§ **Exercise directions**
Whenever a line of the data below holds the string "AssetNamer", copy that line.

-.-.-

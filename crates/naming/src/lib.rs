//! Asset filename generation.
//!
//! Uploaded assets are stored under names derived from a category prefix, the upload time and a
//! short random suffix:
//!
//! `{prefix}-{unix_millis}-{8 lowercase hex}{.ext}`
//!
//! Example:
//! `logo-1760601234567-0a1b2c3d.webp`
//!
//! Names are:
//! - Sortable by upload time within a prefix
//! - Unique per [`AssetNamer`] (timestamps are strictly increasing within one namer)
//! - Not content hashes: identical uploads produce different names
//!
//! Across processes two names can still collide if both the millisecond and the 32-bit random
//! suffix match. The storage layer does not detect that case.

mod namer;

pub use namer::{extension_of, normalise_prefix, AssetName, AssetNamer};

/// Error type for naming operations.
#[derive(Debug, thiserror::Error)]
pub enum NamingError {
    /// Prefix was empty or contained characters outside `[a-z0-9_-]`
    #[error("Invalid prefix: {0}")]
    InvalidPrefix(String),

    /// A filename did not follow the `{prefix}-{millis}-{hex}{ext}` layout
    #[error("Invalid asset name: {0}")]
    InvalidName(String),
}

/// Result type for naming operations.
pub type NamingResult<T> = Result<T, NamingError>;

-.-.-

§ **Problem solution**
//! - Unique per [`AssetNamer`] (timestamps are strictly increasing within one namer)
pub use namer::{extension_of, normalise_prefix, AssetName, AssetNamer};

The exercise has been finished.